▸ Problem description:
Restate each entry word for word, leaving nothing out.
--- Data to use ---
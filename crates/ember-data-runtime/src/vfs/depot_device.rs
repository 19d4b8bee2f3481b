use std::sync::Arc;

use async_trait::async_trait;

use super::{AsyncFile, Depot, Device};
use crate::ResourceKey;

/// Device serving already-serialized containers straight from a depot.
pub struct DepotDevice {
    depot: Arc<dyn Depot>,
}

impl DepotDevice {
    /// Wraps a depot as a loader backend.
    pub fn new(depot: Arc<dyn Depot>) -> Self {
        Self { depot }
    }
}

#[async_trait]
impl Device for DepotDevice {
    async fn open(&self, key: &ResourceKey) -> Option<Box<dyn AsyncFile>> {
        self.depot.open(key.path().as_str()).await
    }

    fn timestamp(&self, key: &ResourceKey) -> Option<u64> {
        self.depot.file_timestamp(key.path().as_str())
    }
}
---
▸ Written response:
filename crates/ember-data-runtime/src/vfs/depot_device.rs
repository 19d4b8bee2f3481b
use std::sync::Arc;

use async_trait::async_trait;

use super::{AsyncFile, Depot, Device};
use crate::ResourceKey;

/// Device serving already-serialized containers straight from a depot.
pub struct DepotDevice {
    depot: Arc<dyn Depot>,
}

impl DepotDevice {
    /// Wraps a depot as a loader backend.
    pub fn new(depot: Arc<dyn Depot>) -> Self {
        Self { depot }
    }
}

#[async_trait]
impl Device for DepotDevice {
    async fn open(&self, key: &ResourceKey) -> Option<Box<dyn AsyncFile>> {
        self.depot.open(key.path().as_str()).await
    }

    fn timestamp(&self, key: &ResourceKey) -> Option<u64> {
        self.depot.file_timestamp(key.path().as_str())
    }
}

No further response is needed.